**Records for this task**
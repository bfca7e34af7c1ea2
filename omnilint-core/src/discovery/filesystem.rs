//! Filesystem walk discovery.

use std::collections::BTreeSet;
use std::path::{Path, PathBuf};

use globset::{Glob, GlobSet, GlobSetBuilder};
use ignore::WalkBuilder;
use omnilint_config::FileDiscoveryConfig;
use tracing::warn;

use super::{resolve_against, DiscoveryStrategy};

/// Walk the configured roots, honoring gitignore files, the dotfile
/// policy, and the exclude globs.
#[derive(Debug, Default, Clone, Copy)]
pub struct FilesystemDiscovery;

impl FilesystemDiscovery {
    pub fn new() -> Self {
        Self
    }

    fn exclude_set(config: &FileDiscoveryConfig) -> GlobSet {
        let mut builder = GlobSetBuilder::new();
        for pattern in &config.excludes {
            match Glob::new(pattern) {
                Ok(glob) => {
                    let _ = builder.add(glob);
                }
                Err(err) => warn!("ignoring exclude pattern '{pattern}': {err}"),
            }
        }
        builder.build().unwrap_or_else(|err| {
            warn!("exclude globs failed to compile as a set: {err}");
            GlobSet::empty()
        })
    }
}

impl DiscoveryStrategy for FilesystemDiscovery {
    fn discover(&self, config: &FileDiscoveryConfig, root: &Path) -> Vec<PathBuf> {
        let excludes = Self::exclude_set(config);
        let mut found: BTreeSet<PathBuf> = BTreeSet::new();

        for entry_root in &config.roots {
            let walk_root = resolve_against(root, entry_root);
            if !walk_root.exists() {
                continue;
            }
            let walker = WalkBuilder::new(&walk_root)
                .hidden(!config.include_hidden)
                .git_ignore(true)
                .git_exclude(true)
                .follow_links(false)
                .build();
            for entry in walker.flatten() {
                if !entry.file_type().is_some_and(|ft| ft.is_file()) {
                    continue;
                }
                let path = entry.path();
                let relative = path.strip_prefix(&walk_root).unwrap_or(path);
                if excludes.is_match(relative) || excludes.is_match(path) {
                    continue;
                }
                let _ = found.insert(resolve_against(root, path));
            }
        }

        for explicit in &config.explicit_files {
            let resolved = resolve_against(root, explicit);
            if resolved.is_file() {
                let _ = found.insert(resolved);
            }
        }

        found.into_iter().collect()
    }
}
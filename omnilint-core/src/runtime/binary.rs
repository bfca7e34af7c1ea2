//! Fallback runtime for tools executed directly as system binaries.

use std::collections::BTreeMap;
use std::sync::Arc;

use anyhow::Result;
use async_trait::async_trait;

use super::strategy::{project_binary, RuntimeContext, RuntimeStrategy};
use super::versioning::VersionResolver;
use super::{CommandSource, PreparedCommand};

pub struct BinaryStrategy {
    versions: Arc<VersionResolver>,
}

impl BinaryStrategy {
    pub fn new(versions: Arc<VersionResolver>) -> Self {
        Self { versions }
    }

    fn system_command(ctx: &RuntimeContext) -> PreparedCommand {
        PreparedCommand {
            cmd: ctx.command_list(),
            env: BTreeMap::new(),
            version: None,
            source: CommandSource::System,
        }
    }
}

#[async_trait]
impl RuntimeStrategy for BinaryStrategy {
    fn versions(&self) -> &VersionResolver {
        &self.versions
    }

    /// Plain binaries trust the system argv as-is; execution surfaces a
    /// missing executable as a tool failure, not preparation.
    async fn try_system(&self, ctx: &RuntimeContext) -> Result<Option<PreparedCommand>> {
        Ok(Some(Self::system_command(ctx)))
    }

    async fn try_project(&self, ctx: &RuntimeContext) -> Result<Option<PreparedCommand>> {
        Ok(project_binary(ctx, "bin"))
    }

    /// There is nothing to provision; local means the system command.
    async fn prepare_local(&self, ctx: &RuntimeContext) -> Result<PreparedCommand> {
        Ok(Self::system_command(ctx))
    }
}

#[cfg(test)]
mod tests {
    use super::*;
    use crate::catalog::{RuntimeKind, ToolDefinition};
    use crate::runtime::layout::ToolCacheLayout;

    fn context(root: &std::path::Path) -> RuntimeContext {
        RuntimeContext::new(
            Arc::new(ToolDefinition::new("shellcheck", RuntimeKind::Binary)),
            vec!["shellcheck".to_string(), "-f".to_string(), "json".to_string()],
            root.to_path_buf(),
            ToolCacheLayout::new(root.join(".cache")),
        )
    }

    #[tokio::test]
    async fn system_candidate_passes_the_argv_through() {
        let dir = tempfile::tempdir().expect("tempdir");
        let strategy = BinaryStrategy::new(Arc::new(VersionResolver::new()));
        let prepared = strategy
            .try_system(&context(dir.path()))
            .await
            .expect("try_system")
            .expect("candidate");
        assert_eq!(prepared.cmd[0], "shellcheck");
        assert_eq!(prepared.source, CommandSource::System);
        assert!(prepared.env.is_empty());
    }

    #[tokio::test]
    async fn local_preparation_is_a_no_op() {
        let dir = tempfile::tempdir().expect("tempdir");
        let strategy = BinaryStrategy::new(Arc::new(VersionResolver::new()));
        let prepared = strategy
            .prepare_local(&context(dir.path()))
            .await
            .expect("prepare");
        assert_eq!(prepared.source, CommandSource::System);
    }
}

**Work instructions**
Write the listing out again, word for word, in its entirety.

**Result of this task**
repository bfca7e34af7c1ea2
filename omnilint-core/src/discovery/filesystem.rs
//! Filesystem walk discovery.

use std::collections::BTreeSet;
use std::path::{Path, PathBuf};

use globset::{Glob, GlobSet, GlobSetBuilder};
use ignore::WalkBuilder;
use omnilint_config::FileDiscoveryConfig;
use tracing::warn;

use super::{resolve_against, DiscoveryStrategy};

/// Walk the configured roots, honoring gitignore files, the dotfile
/// policy, and the exclude globs.
#[derive(Debug, Default, Clone, Copy)]
pub struct FilesystemDiscovery;

impl FilesystemDiscovery {
    pub fn new() -> Self {
        Self
    }

    fn exclude_set(config: &FileDiscoveryConfig) -> GlobSet {
        let mut builder = GlobSetBuilder::new();
        for pattern in &config.excludes {
            match Glob::new(pattern) {
                Ok(glob) => {
                    let _ = builder.add(glob);
                }
                Err(err) => warn!("ignoring exclude pattern '{pattern}': {err}"),
            }
        }
        builder.build().unwrap_or_else(|err| {
            warn!("exclude globs failed to compile as a set: {err}");
            GlobSet::empty()
        })
    }
}

impl DiscoveryStrategy for FilesystemDiscovery {
    fn discover(&self, config: &FileDiscoveryConfig, root: &Path) -> Vec<PathBuf> {
        let excludes = Self::exclude_set(config);
        let mut found: BTreeSet<PathBuf> = BTreeSet::new();

        for entry_root in &config.roots {
            let walk_root = resolve_against(root, entry_root);
            if !walk_root.exists() {
                continue;
            }
            let walker = WalkBuilder::new(&walk_root)
                .hidden(!config.include_hidden)
                .git_ignore(true)
                .git_exclude(true)
                .follow_links(false)
                .build();
            for entry in walker.flatten() {
                if !entry.file_type().is_some_and(|ft| ft.is_file()) {
                    continue;
                }
                let path = entry.path();
                let relative = path.strip_prefix(&walk_root).unwrap_or(path);
                if excludes.is_match(relative) || excludes.is_match(path) {
                    continue;
                }
                let _ = found.insert(resolve_against(root, path));
            }
        }

        for explicit in &config.explicit_files {
            let resolved = resolve_against(root, explicit);
            if resolved.is_file() {
                let _ = found.insert(resolved);
            }
        }

        found.into_iter().collect()
    }
}
filename omnilint-core/src/runtime/binary.rs
repository bfca7e34af7c1ea2
//! Fallback runtime for tools executed directly as system binaries.

use std::collections::BTreeMap;
use std::sync::Arc;

use anyhow::Result;
use async_trait::async_trait;

use super::strategy::{project_binary, RuntimeContext, RuntimeStrategy};
use super::versioning::VersionResolver;
use super::{CommandSource, PreparedCommand};

pub struct BinaryStrategy {
    versions: Arc<VersionResolver>,
}

impl BinaryStrategy {
    pub fn new(versions: Arc<VersionResolver>) -> Self {
        Self { versions }
    }

    fn system_command(ctx: &RuntimeContext) -> PreparedCommand {
        PreparedCommand {
            cmd: ctx.command_list(),
            env: BTreeMap::new(),
            version: None,
            source: CommandSource::System,
        }
    }
}

#[async_trait]
impl RuntimeStrategy for BinaryStrategy {
    fn versions(&self) -> &VersionResolver {
        &self.versions
    }

    /// Plain binaries trust the system argv as-is; execution surfaces a
    /// missing executable as a tool failure, not preparation.
    async fn try_system(&self, ctx: &RuntimeContext) -> Result<Option<PreparedCommand>> {
        Ok(Some(Self::system_command(ctx)))
    }

    async fn try_project(&self, ctx: &RuntimeContext) -> Result<Option<PreparedCommand>> {
        Ok(project_binary(ctx, "bin"))
    }

    /// There is nothing to provision; local means the system command.
    async fn prepare_local(&self, ctx: &RuntimeContext) -> Result<PreparedCommand> {
        Ok(Self::system_command(ctx))
    }
}

#[cfg(test)]
mod tests {
    use super::*;
    use crate::catalog::{RuntimeKind, ToolDefinition};
    use crate::runtime::layout::ToolCacheLayout;

    fn context(root: &std::path::Path) -> RuntimeContext {
        RuntimeContext::new(
            Arc::new(ToolDefinition::new("shellcheck", RuntimeKind::Binary)),
            vec!["shellcheck".to_string(), "-f".to_string(), "json".to_string()],
            root.to_path_buf(),
            ToolCacheLayout::new(root.join(".cache")),
        )
    }

    #[tokio::test]
    async fn system_candidate_passes_the_argv_through() {
        let dir = tempfile::tempdir().expect("tempdir");
        let strategy = BinaryStrategy::new(Arc::new(VersionResolver::new()));
        let prepared = strategy
            .try_system(&context(dir.path()))
            .await
            .expect("try_system")
            .expect("candidate");
        assert_eq!(prepared.cmd[0], "shellcheck");
        assert_eq!(prepared.source, CommandSource::System);
        assert!(prepared.env.is_empty());
    }

    #[tokio::test]
    async fn local_preparation_is_a_no_op() {
        let dir = tempfile::tempdir().expect("tempdir");
        let strategy = BinaryStrategy::new(Arc::new(VersionResolver::new()));
        let prepared = strategy
            .prepare_local(&context(dir.path()))
            .await
            .expect("prepare");
        assert_eq!(prepared.source, CommandSource::System);
    }
}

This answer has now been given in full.